Hits: 59

Najla Khairani 

Pijar, Medan. Badan Kemenkoan Pergerakan Badan Eksekutif Mahasiswa Universitas Sumatera Utara (BEM USU) yang terdiri dari Kementrian Advokasi dan Kesejahteraan Mahasiswa, Kementerian Kajian dan Pencerdasan Isu, Kementerian Pemberdayaan Perempuan, dan Kementerian Aksi Media dan Propaganda telah mengunggah postingan kolaboratif bertajuk “Awas! Militer Masuk USU” pada hari Sabtu (19/4/2025).

Postingan ini merupakan hasil kerja sama BEM USU dengan Bangsa Mahardika, salah satu platform yang bergerak dalam isu-isu masyarakat sipil.

Dalam unggahan tersebut, mereka menyampaikan sikap penolakan yang sama, bahwa gerakan seluruh mahasiswa, tanpa terkecuali masyarakat Indonesia hari ini adalah anti-militerisasi. Mereka juga menyuarakan kekhawatiran terhadap potensi ancaman supremasi sipil yang ditimbulkan oleh implementasi Undang-Undang Tentara Nasional Indonesia (UU TNI). BEM USU mengaku pernah mendapat tawaran untuk menggelar diskusi publik di kampus. Namun, mereka memilih untuk menolaknya.

“Kami, BEM USU sempat ditawarkan untuk membuat kegiatan diskusi publik di kampus.
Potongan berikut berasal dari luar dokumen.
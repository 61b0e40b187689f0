//! HTTP request handlers organized by domain
//!
//! Each submodule contains handlers for a specific API area.

pub mod dashboard;
pub mod export;
pub mod goals;
pub mod profile;
pub mod reminders;
pub mod savings;

// Re-export all handlers for use in router
pub use dashboard::*;
pub use export::*;
pub use goals::*;
pub use profile::*;
pub use reminders::*;
pub use savings::*;
//! Goal ordering by a user-selected criterion

use std::cmp::Ordering;

use serde::{Deserialize, Serialize};

/// How goal lists are ordered
#[derive(Debug, Clone, Copy, PartialEq, Eq, Serialize, Deserialize, Default)]
#[serde(rename_all = "lowercase")]
pub enum SortCriterion {
    /// Most recently created first
    #[default]
    Newest,
    /// Highest priority score first
    Priority,
    /// Fewest working hours first, unknown hours last
    Hours,
    /// Cheapest first
    Price,
    /// Largest share of monthly income first
    Percent,
}

impl SortCriterion {
    pub fn as_str(&self) -> &'static str {
        match self {
            Self::Newest => "newest",
            Self::Priority => "priority",
            Self::Hours => "hours",
            Self::Price => "price",
            Self::Percent => "percent",
        }
    }

    pub fn all() -> [Self; 5] {
        [
            Self::Newest,
            Self::Priority,
            Self::Hours,
            Self::Price,
            Self::Percent,
        ]
    }
}

impl std::str::FromStr for SortCriterion {
    type Err = String;

    fn from_str(s: &str) -> std::result::Result<Self, Self::Err> {
        match s.to_lowercase().as_str() {
            "newest" => Ok(Self::Newest),
            "priority" => Ok(Self::Priority),
            "hours" => Ok(Self::Hours),
            "price" => Ok(Self::Price),
            "percent" => Ok(Self::Percent),
            _ => Err(format!("Unknown sort criterion: {}", s)),
        }
    }
}

impl std::fmt::Display for SortCriterion {
    fn fmt(&self, f: &mut std::fmt::Formatter<'_>) -> std::fmt::Result {
        write!(f, "{}", self.as_str())
    }
}

/// The sort keys a rankable item exposes
pub trait Rankable {
    /// Monotonic creation order (the row id)
    fn creation_order(&self) -> i64;
    fn price(&self) -> f64;
    fn hours_needed(&self) -> Option<f64>;
    fn priority_score(&self) -> f64;
    fn percent_of_month(&self) -> Option<f64>;
}

/// Compare two items under `criterion`, breaking ties newest first
pub fn compare<T: Rankable>(a: &T, b: &T, criterion: SortCriterion) -> Ordering {
    let newest_first = b.creation_order().cmp(&a.creation_order());

    let primary = match criterion {
        SortCriterion::Newest => Ordering::Equal,
        SortCriterion::Priority => b.priority_score().total_cmp(&a.priority_score()),
        SortCriterion::Hours => match (a.hours_needed(), b.hours_needed()) {
            (Some(x), Some(y)) => x.total_cmp(&y),
            (Some(_), None) => Ordering::Less,
            (None, Some(_)) => Ordering::Greater,
            (None, None) => Ordering::Equal,
        },
        SortCriterion::Price => a.price().total_cmp(&b.price()),
        SortCriterion::Percent => {
            let x = a.percent_of_month().unwrap_or(0.0);
            let y = b.percent_of_month().unwrap_or(0.0);
            y.total_cmp(&x)
        }
    };

    primary.then(newest_first)
}

/// Sort `items` in place
pub fn rank<T: Rankable>(items: &mut [T], criterion: SortCriterion) {
    items.sort_by(|a, b| compare(a, b, criterion));
}
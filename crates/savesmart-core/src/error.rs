//! Error types for SaveSmart

use thiserror::Error;

#[derive(Error, Debug)]
pub enum Error {
    #[error("Database error: {0}")]
    Database(#[from] rusqlite::Error),

    #[error("Database pool error: {0}")]
    Pool(#[from] r2d2::Error),

    #[error("Encryption error: {0}")]
    Encryption(String),

    #[error("CSV error: {0}")]
    Csv(#[from] csv::Error),

    #[error("IO error: {0}")]
    Io(#[from] std::io::Error),

    #[error("JSON error: {0}")]
    Json(#[from] serde_json::Error),

    #[error("Invalid data: {0}")]
    InvalidData(String),

    #[error("Not found: {0}")]
    NotFound(String),
}

pub type Result<T> = std::result::Result<T, Error>;
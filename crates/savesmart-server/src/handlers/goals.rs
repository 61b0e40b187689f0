//! Goal handlers: listing with evaluations, creation and lifecycle changes

use std::sync::Arc;

use axum::{
    extract::{Path, Query, State},
    Json,
};
use chrono::Utc;
use serde::Deserialize;
use tracing::info;

use crate::{AppError, AppState, SuccessResponse};
use savesmart_core::models::{GoalStatus, NewGoal, Reminder};
use savesmart_core::{evaluate_goals, evaluate_stored, GoalEvaluation, SortCriterion};

/// Query parameters for listing goals
#[derive(Debug, Deserialize)]
pub struct GoalQuery {
    /// active, snoozed, achieved, deleted or all (default: all but deleted)
    pub status: Option<String>,
    /// newest, priority, hours, price or percent (default: newest)
    pub sort: Option<String>,
}

/// Request body for changing a goal's status
#[derive(Debug, Deserialize)]
pub struct UpdateStatusRequest {
    pub status: String,
}

/// Query parameters for snoozing
#[derive(Debug, Deserialize)]
pub struct SnoozeQuery {
    pub days: Option<i64>,
}

fn parse_status_filter(status: Option<&str>) -> Result<Option<GoalStatus>, AppError> {
    match status {
        None | Some("") | Some("all") => Ok(None),
        Some(s) => s
            .parse::<GoalStatus>()
            .map(Some)
            .map_err(|e| AppError::bad_request(&e)),
    }
}

fn load_evaluation(state: &AppState, id: i64) -> Result<GoalEvaluation, AppError> {
    let goal = state
        .db
        .get_goal(id)?
        .ok_or_else(|| AppError::not_found("Goal not found"))?;
    Ok(evaluate_stored(&state.db, goal, Utc::now())?)
}

/// GET /api/goals - List goals with their evaluations
pub async fn list_goals(
    State(state): State<Arc<AppState>>,
    Query(params): Query<GoalQuery>,
) -> Result<Json<Vec<GoalEvaluation>>, AppError> {
    let status = parse_status_filter(params.status.as_deref())?;
    let sort = match params.sort.as_deref() {
        None | Some("") => SortCriterion::default(),
        Some(s) => s
            .parse::<SortCriterion>()
            .map_err(|e| AppError::bad_request(&e))?,
    };

    let evaluations = evaluate_goals(&state.db, status, sort, Utc::now())?;
    Ok(Json(evaluations))
}

/// POST /api/goals - Create a goal
pub async fn create_goal(
    State(state): State<Arc<AppState>>,
    Json(req): Json<NewGoal>,
) -> Result<Json<GoalEvaluation>, AppError> {
    let id = state.db.add_goal(&req)?;
    Ok(Json(load_evaluation(&state, id)?))
}

/// GET /api/goals/:id - Get one goal with its evaluation
pub async fn get_goal(
    State(state): State<Arc<AppState>>,
    Path(id): Path<i64>,
) -> Result<Json<GoalEvaluation>, AppError> {
    Ok(Json(load_evaluation(&state, id)?))
}

/// DELETE /api/goals/:id - Soft-delete a goal
pub async fn delete_goal(
    State(state): State<Arc<AppState>>,
    Path(id): Path<i64>,
) -> Result<Json<SuccessResponse>, AppError> {
    state.db.delete_goal(id)?;
    Ok(Json(SuccessResponse { success: true }))
}

/// POST /api/goals/:id/status - Mark a goal active, snoozed, achieved or deleted
pub async fn update_goal_status(
    State(state): State<Arc<AppState>>,
    Path(id): Path<i64>,
    Json(req): Json<UpdateStatusRequest>,
) -> Result<Json<GoalEvaluation>, AppError> {
    let status: GoalStatus = req
        .status
        .parse()
        .map_err(|e: String| AppError::bad_request(&e))?;

    state.db.update_goal_status(id, status)?;
    Ok(Json(load_evaluation(&state, id)?))
}

/// POST /api/goals/:id/snooze - Snooze a goal and schedule a reminder
pub async fn snooze_goal(
    State(state): State<Arc<AppState>>,
    Path(id): Path<i64>,
    Query(params): Query<SnoozeQuery>,
) -> Result<Json<Reminder>, AppError> {
    let reminder = state.db.snooze_goal(id, params.days, Utc::now())?;
    info!(goal_id = id, remind_at = %reminder.remind_at, "Goal snoozed");
    Ok(Json(reminder))
}

/// POST /api/goals/:id/plan - Start a savings plan with weekly check-ins
pub async fn start_plan(
    State(state): State<Arc<AppState>>,
    Path(id): Path<i64>,
) -> Result<Json<Reminder>, AppError> {
    Ok(Json(state.db.start_savings_plan(id, Utc::now())?))
}
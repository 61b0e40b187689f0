//! Saving record command implementations

use anyhow::{Context, Result};
use savesmart_core::db::Database;

use super::{format_money, truncate};

pub fn cmd_save(db: &Database, goal_id: i64, amount: f64, note: &str) -> Result<()> {
    db.add_saving(goal_id, amount, note)
        .context("Failed to record saving")?;

    let goal = db
        .get_goal(goal_id)?
        .ok_or_else(|| anyhow::anyhow!("Goal {} not found", goal_id))?;
    let currency = db.get_profile()?.currency;
    let saved = db.savings_total(goal_id)?;

    println!(
        "🐷 Saved {} toward {}",
        format_money(amount, &currency),
        goal.title
    );
    println!(
        "   {} of {} so far",
        format_money(saved, &currency),
        format_money(goal.price, &currency)
    );
    if saved >= goal.price {
        println!(
            "   🎉 You have enough! Mark it with 'savesmart goals achieve {}'",
            goal_id
        );
    }

    Ok(())
}

pub fn cmd_savings_list(db: &Database, goal_id: Option<i64>) -> Result<()> {
    let records = db.list_savings(goal_id)?;

    if records.is_empty() {
        println!("No savings recorded yet. Add one with:");
        println!("  savesmart save <goal-id> <amount>");
        return Ok(());
    }

    let currency = db.get_profile()?.currency;
    let total: f64 = records.iter().map(|r| r.amount).sum();

    println!();
    println!("🐷 Savings");
    println!("   ─────────────────────────────────────────────────────────────");

    for record in &records {
        println!(
            "   [{}] {} │ goal {:>4} │ {:>14} │ {}",
            record.id,
            record.created_at.format("%Y-%m-%d"),
            record.goal_id,
            format_money(record.amount, &currency),
            truncate(&record.note, 30)
        );
    }

    println!();
    println!("   Total: {}", format_money(total, &currency));

    Ok(())
}
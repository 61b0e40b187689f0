//! Reminder operations

use chrono::{DateTime, Duration, Months, Utc};
use rusqlite::{params, OptionalExtension, Row};
use tracing::{debug, info};

use super::{add_days, format_datetime, parse_column, parse_datetime, Database};
use crate::error::{Error, Result};
use crate::models::{GoalStatus, Recurrence, Reminder};

/// Days until the first check-in of a new savings plan
pub const PLAN_CHECK_IN_DAYS: i64 = 7;

const REMINDER_SELECT: &str = "SELECT r.id, r.goal_id, g.title, r.remind_at, r.recurring, r.enabled
     FROM reminders r LEFT JOIN goals g ON r.goal_id = g.id";

fn row_to_reminder(row: &Row) -> rusqlite::Result<Reminder> {
    let remind_at: String = row.get(3)?;
    let recurring: String = row.get(4)?;
    let enabled: i64 = row.get(5)?;

    Ok(Reminder {
        id: row.get(0)?,
        goal_id: row.get(1)?,
        goal_title: row.get(2)?,
        remind_at: parse_datetime(&remind_at),
        recurring: parse_column(4, &recurring)?,
        enabled: enabled != 0,
    })
}

/// Next firing time after `from` for a repeating reminder
fn next_occurrence(from: DateTime<Utc>, recurring: Recurrence) -> Option<DateTime<Utc>> {
    match recurring {
        Recurrence::None => None,
        Recurrence::Daily => from.checked_add_signed(Duration::days(1)),
        Recurrence::Weekly => from.checked_add_signed(Duration::weeks(1)),
        Recurrence::Monthly => from.checked_add_months(Months::new(1)),
    }
}

impl Database {
    /// Schedule a reminder for a goal, returning its id
    pub fn set_reminder(
        &self,
        goal_id: i64,
        remind_at: DateTime<Utc>,
        recurring: Recurrence,
    ) -> Result<i64> {
        self.require_goal(goal_id)?;

        let conn = self.conn()?;
        conn.execute(
            "INSERT INTO reminders (goal_id, remind_at, recurring, enabled) VALUES (?, ?, ?, 1)",
            params![goal_id, format_datetime(remind_at), recurring.as_str()],
        )?;

        let id = conn.last_insert_rowid();
        info!(goal_id, reminder_id = id, %recurring, "Reminder scheduled");
        Ok(id)
    }

    /// Get a reminder by id
    pub fn get_reminder(&self, id: i64) -> Result<Option<Reminder>> {
        let conn = self.conn()?;
        let reminder = conn
            .query_row(
                &format!("{} WHERE r.id = ?", REMINDER_SELECT),
                params![id],
                row_to_reminder,
            )
            .optional()?;
        Ok(reminder)
    }

    fn require_reminder(&self, id: i64) -> Result<Reminder> {
        self.get_reminder(id)?
            .ok_or_else(|| Error::NotFound(format!("Reminder {}", id)))
    }

    /// List reminders soonest first, optionally for one goal
    pub fn list_reminders(&self, goal_id: Option<i64>) -> Result<Vec<Reminder>> {
        let conn = self.conn()?;
        let mut stmt = conn.prepare(&format!(
            "{} WHERE (?1 IS NULL OR r.goal_id = ?1) ORDER BY r.remind_at, r.id",
            REMINDER_SELECT
        ))?;

        let reminders = stmt
            .query_map(params![goal_id], row_to_reminder)?
            .collect::<std::result::Result<Vec<_>, _>>()?;

        Ok(reminders)
    }

    /// Enabled reminders whose time has come, for goals that are not deleted
    pub fn due_reminders(&self, now: DateTime<Utc>) -> Result<Vec<Reminder>> {
        let conn = self.conn()?;
        let mut stmt = conn.prepare(&format!(
            "{} WHERE r.enabled = 1 AND r.remind_at <= ? AND g.status != ?
             ORDER BY r.remind_at, r.id",
            REMINDER_SELECT
        ))?;

        let reminders = stmt
            .query_map(
                params![format_datetime(now), GoalStatus::Deleted.as_str()],
                row_to_reminder,
            )?
            .collect::<std::result::Result<Vec<_>, _>>()?;

        Ok(reminders)
    }

    /// Whether any enabled reminder for the goal is due
    pub fn is_goal_due(&self, goal_id: i64, now: DateTime<Utc>) -> Result<bool> {
        let conn = self.conn()?;
        let due: i64 = conn.query_row(
            "SELECT EXISTS(
                SELECT 1 FROM reminders WHERE goal_id = ? AND enabled = 1 AND remind_at <= ?
             )",
            params![goal_id, format_datetime(now)],
            |row| row.get(0),
        )?;
        Ok(due != 0)
    }

    /// Push a reminder back by `days` from its scheduled time and re-enable it
    pub fn snooze_reminder(&self, id: i64, days: i64) -> Result<Reminder> {
        if days <= 0 {
            return Err(Error::InvalidData(format!(
                "snooze days must be positive, got {}",
                days
            )));
        }
        let reminder = self.require_reminder(id)?;
        let remind_at = add_days(reminder.remind_at, days)?;

        let conn = self.conn()?;
        conn.execute(
            "UPDATE reminders SET remind_at = ?, enabled = 1 WHERE id = ?",
            params![format_datetime(remind_at), id],
        )?;

        info!(reminder_id = id, days, "Reminder snoozed");
        Ok(Reminder {
            remind_at,
            enabled: true,
            ..reminder
        })
    }

    /// Stop a reminder from firing
    pub fn disable_reminder(&self, id: i64) -> Result<()> {
        let conn = self.conn()?;
        let updated = conn.execute("UPDATE reminders SET enabled = 0 WHERE id = ?", params![id])?;
        if updated == 0 {
            return Err(Error::NotFound(format!("Reminder {}", id)));
        }
        info!(reminder_id = id, "Reminder disabled");
        Ok(())
    }

    /// Acknowledge a reminder
    ///
    /// Repeating reminders move to their first occurrence after `now`;
    /// one-shot reminders are disabled.
    pub fn complete_reminder(&self, id: i64, now: DateTime<Utc>) -> Result<Reminder> {
        let reminder = self.require_reminder(id)?;

        let Some(mut next) = next_occurrence(reminder.remind_at, reminder.recurring) else {
            self.disable_reminder(id)?;
            return Ok(Reminder {
                enabled: false,
                ..reminder
            });
        };
        while next <= now {
            next = next_occurrence(next, reminder.recurring).ok_or_else(|| {
                Error::InvalidData(format!("Reminder {} cannot be rescheduled", id))
            })?;
        }

        let conn = self.conn()?;
        conn.execute(
            "UPDATE reminders SET remind_at = ?, enabled = 1 WHERE id = ?",
            params![format_datetime(next), id],
        )?;

        debug!(reminder_id = id, next = %next, "Recurring reminder rolled forward");
        Ok(Reminder {
            remind_at: next,
            enabled: true,
            ..reminder
        })
    }

    /// Start saving toward a goal: schedule a weekly check-in a week out
    pub fn start_savings_plan(&self, goal_id: i64, now: DateTime<Utc>) -> Result<Reminder> {
        let id = self.set_reminder(
            goal_id,
            add_days(now, PLAN_CHECK_IN_DAYS)?,
            Recurrence::Weekly,
        )?;
        self.require_reminder(id)
    }
}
Namun, secara tegas kami sampaikan penolakan tersebut,” ucap Muzammil Ihsan, Ketua BEM USU periode 2024 – 2025.

Kegiatan serupa diketahui telah berlangsung di universitas-universitas lain di Sumatera Utara. Namun, BEM USU berkomitmen untuk mengawal kebijakan aktivitas kampus agar tetap bebas dari intervensi militer yang masuk ke USU. Situasi ini dipandang sebagai akibat dari pengesahan revisi Undang-undang TNI yang terjadi pada tanggal 20 Maret 2025 lalu oleh Dewan Perwakilan Rakyat Republik Indonesia (DPR RI).

Ada beberapa langkah yang layak dilaksanakan oleh pihak kampus, seperti memberikan edukasi dan advokasi kepada seluruh mahasiswa/i, terkhusus mahasiswa/i baru. Selain itu, perlu dilakukan sosialisasi kuliah umum tentang penegakan aturan, serta kebijakan kampus tentang penanganan apabila ada aparat yang masuk ke lingkungan kampus USU.

Gary Timothy Hasian Purba, selaku dosen program studi Ilmu Politik USU menyampaikan tanggapannya terhadap isu ini.

“Menurut saya sendiri, aparat penegak hukum (polisi) bisa saja masuk ke lingkungan kampus. Tapi, perlu diingat untuk tidak melanggar otonomi kampus itu sendiri. Sedangkan, tupoksi TNI bukan untuk menegakkan hukum. Adapun otonomi kampus yang tertuang di dalam Undang-undang Nomor 12 tahun 2012 yang mencakup kebebasan akademik dan otonomi keilmuan. Perguruan tinggi memiliki kebebasan dalam mengatur tata kelola internal,” ucapnya.

Hadirnya aparat ke dalam kampus ini membuat ruang gerak dan kritis dari seorang mahasiswa terkikis oleh adanya intervensi dan intimidasi tersebut. Oleh karena itu, kehadiran aparat harus selalu menjadi perhatian penuh bagi seluruh pemangku kepentingan untuk meminta aparat TNI kembali ke barak dan bekerja sesuai tugas dan fungsinya.